Executor Speedups.  Substantial parts of PostgreSQL’s executor have been rewritten to make expression and targetlist projection faster; just-in-time compilation will be added in a future release.  Hash aggregation has been rewritten to use a more efficient hash table and store narrower tuples in it, and work has also been done to speed up queries that compute multiple aggregates and joins where one side can be proven unique.  Grouping sets now support hash aggregation.  While all PostgreSQL releases typically contain at least some performance improvements, the rewrite of expression and targetlist projection is a particularly large and significant improvement which will benefit many users.
Durable Hash Indexes.  Hash indexes in PostgreSQL have suffered from years of long neglect; the situation will be noticeably improved in v10.  The most notable change is that changes to a hash index now write WAL, which means that they are crash-safe and that they are properly replicated to standbys.  However, a good deal of other work has been done, including the necessary prerequisite step of revamping the bucket split algorithm to improve performance and concurrency, caching the metapage for better performance, adding page-at-a-time vacuuming, and expanding them more gradually.  Amit Kapila even writes about a case where they outperformed btree indexes.  While there’s certainly more work to be done here, I’m excited about these improvements.
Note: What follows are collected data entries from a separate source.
//! Bundle-to-disk operation.
//!
//! Runs the engine over the configured roots and persists the artifact,
//! or emits a JSON bundle plan describing what a run would produce.

use std::path::{Path, PathBuf};

use anyhow::{Context, Result};
use serde::Serialize;
use sha2::{Digest, Sha256};

use crate::engine::emit::{compose, dedup_includes, traverse, BundleOptions};
use crate::util::fs;

/// Result of writing a bundle to disk.
#[derive(Debug, Clone)]
pub struct BundleOutcome {
    /// Where the artifact was written.
    pub output: PathBuf,

    /// SHA-256 of the artifact text.
    pub digest: String,

    /// Artifact size in bytes.
    pub bytes: usize,

    /// Number of headers inlined.
    pub files: usize,

    /// Number of distinct system includes hoisted.
    pub system_includes: usize,
}

/// A machine-readable description of a bundling run.
///
/// Emitted by `coalesce bundle --plan` for downstream drivers
/// (compilers, benchmark runners) that want to know what the artifact
/// will contain without parsing it.
#[derive(Debug, Clone, Serialize)]
pub struct BundlePlan {
    /// Roots in traversal order.
    pub roots: Vec<PathBuf>,

    /// Every header inlined, in visitation order.
    pub files: Vec<PathBuf>,

    /// Deduplicated system includes in emission order.
    pub system_includes: Vec<String>,

    /// Whether the artifact carries a guard line.
    pub guard: bool,

    /// SHA-256 of the artifact text the run would produce.
    pub digest: String,

    /// Artifact size in bytes.
    pub bytes: usize,
}

/// Bundle the roots and write the artifact to `output`.
///
/// The artifact is only written after the whole traversal succeeds;
/// a failed run leaves no partial file behind.
pub fn bundle_to_disk(
    roots: &[PathBuf],
    opts: &BundleOptions,
    output: &Path,
) -> Result<BundleOutcome> {
    let ctx = traverse(roots, opts)?;
    let artifact = compose(&ctx, opts);
    let digest = digest(&artifact);

    fs::write_string(output, &artifact)
        .with_context(|| format!("failed to write artifact: {}", output.display()))?;

    tracing::info!(
        "bundled {} headers into {} ({} bytes, sha256 {})",
        ctx.files().len(),
        output.display(),
        artifact.len(),
        &digest[..12]
    );

    Ok(BundleOutcome {
        output: output.to_path_buf(),
        digest,
        bytes: artifact.len(),
        files: ctx.files().len(),
        system_includes: dedup_includes(ctx.system_includes(), opts.order).len(),
    })
}

/// Compute the bundle plan without writing anything.
pub fn bundle_plan(roots: &[PathBuf], opts: &BundleOptions) -> Result<BundlePlan> {
    let ctx = traverse(roots, opts)?;
    let artifact = compose(&ctx, opts);
    let system_includes = dedup_includes(ctx.system_includes(), opts.order);

    Ok(BundlePlan {
        roots: roots.to_vec(),
        files: ctx.files().to_vec(),
        system_includes,
        guard: opts.guard,
        digest: digest(&artifact),
        bytes: artifact.len(),
    })
}

fn digest(text: &str) -> String {
    let mut hasher = Sha256::new();
    hasher.update(text.as_bytes());
    hex::encode(hasher.finalize())
}

#[cfg(test)]
mod tests {
    use super::*;
    use std::fs as stdfs;
    use tempfile::TempDir;

    fn fixture(tmp: &TempDir) -> Vec<PathBuf> {
        stdfs::write(
            tmp.path().join("inner.hpp"),
            "#pragma once\n#include <vector>\nint inner();\n",
        )
        .unwrap();
        stdfs::write(
            tmp.path().join("root.hpp"),
            "#pragma once\n#include \"inner.hpp\"\n#include <array>\nint root();\n",
        )
        .unwrap();
        vec![PathBuf::from("root.hpp")]
    }

    #[test]
    fn test_bundle_to_disk() {
        let tmp = TempDir::new().unwrap();
        let roots = fixture(&tmp);
        let output = tmp.path().join("out/single.hpp");

        let outcome =
            bundle_to_disk(&roots, &BundleOptions::new(tmp.path()), &output).unwrap();

        assert_eq!(outcome.files, 2);
        assert_eq!(outcome.system_includes, 2);
        let written = stdfs::read_to_string(&output).unwrap();
        assert_eq!(written.len(), outcome.bytes);
        assert!(written.contains("int inner();"));
    }

    #[test]
    fn test_failed_run_writes_nothing() {
        let tmp = TempDir::new().unwrap();
        stdfs::write(
            tmp.path().join("root.hpp"),
            "#include \"gone.hpp\"\nint root();\n",
        )
        .unwrap();
        let output = tmp.path().join("single.hpp");

        let result = bundle_to_disk(
            &[PathBuf::from("root.hpp")],
            &BundleOptions::new(tmp.path()),
            &output,
        );

        assert!(result.is_err());
        assert!(!output.exists());
    }

    #[test]
    fn test_plan_matches_artifact() {
        let tmp = TempDir::new().unwrap();
        let roots = fixture(&tmp);
        let opts = BundleOptions::new(tmp.path());

        let plan = bundle_plan(&roots, &opts).unwrap();
        assert_eq!(plan.files.len(), 2);
        assert_eq!(
            plan.system_includes,
            ["#include <array>", "#include <vector>"]
        );

        let output = tmp.path().join("single.hpp");
        let outcome = bundle_to_disk(&roots, &opts, &output).unwrap();
        assert_eq!(plan.digest, outcome.digest);
        assert_eq!(plan.bytes, outcome.bytes);
    }

    #[test]
    fn test_plan_serializes() {
        let tmp = TempDir::new().unwrap();
        let roots = fixture(&tmp);

        let plan = bundle_plan(&roots, &BundleOptions::new(tmp.path())).unwrap();
        let json = serde_json::to_value(&plan).unwrap();
        assert_eq!(json["guard"], true);
        assert!(json["digest"].as_str().unwrap().len() == 64);
    }
}
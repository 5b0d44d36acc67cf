//! `coalesce completions` command
//!
//! Generates shell completions for various shells.

use std::io;

use anyhow::Result;
use clap::CommandFactory;
use clap_complete::generate;

use crate::cli::{Cli, CompletionsArgs};

pub fn execute(args: CompletionsArgs) -> Result<()> {
    let mut cmd = Cli::command();
    let name = cmd.get_name().to_string();

    generate(args.shell, &mut cmd, name, &mut io::stdout());

    Ok(())
}
//! Coalesce - a single-header amalgamation tool for C/C++ header libraries
//!
//! This crate provides the core library functionality for Coalesce:
//! classifying include directives, recursively inlining local headers,
//! and emitting a merged single-header artifact.

pub mod core;
pub mod engine;
pub mod ops;
pub mod util;

pub use crate::core::line::{classify, LineKind};
pub use crate::core::manifest::{find_manifest, BundleConfig, Manifest};
pub use crate::engine::emit::{bundle, BundleOptions, DedupeMode, IncludeOrder};
pub use crate::engine::errors::BundleError;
ICU Collation Support.  In current releases, PostgreSQL relies exclusively on the collations supplied by the operating system, but this sometimes causes problems: collation behavior often differs between operating systems, especially between Linux and Windows, and it isn’t always easy to find a collation for one operating system whose behavior matches that of some collation available on another system.  Furthermore, at least on Red Hat, glibc regularly whacks around the behavior of OS-native collations in minor releases, which effectively corrupts PostgreSQL’s indexes, since the index order might no longer match the (revised) collation order.  To me, changing the behavior of a widely-used system call in a maintenance release seems about as friendly as locking a family of angry racoons in someone’s car, but the glibc maintainers evidently don’t agree.  (In fact, there’s one discussion where it’s suggested that you not use some of those interfaces at all.)  libicu, on the other hand, says they care about this.
But Wait, There’s More!
In my estimation, the features listed above are the most exciting things that users can expect in PostgreSQL 10, which is expected to be released in September.  However, there are quite a few other significant features as well which could easily have qualified as headline features in a release less jam-packed than this one.  Here are some of them:
Extended Statistics (ndistinct, functional dependencies).  If the query planner makes a bad row count estimate resulting in a terrible plan, how do you fix it?  With extended statistics, you can tell the system to gather additional statistics according to parameters that you specify, which may help it get the plan right.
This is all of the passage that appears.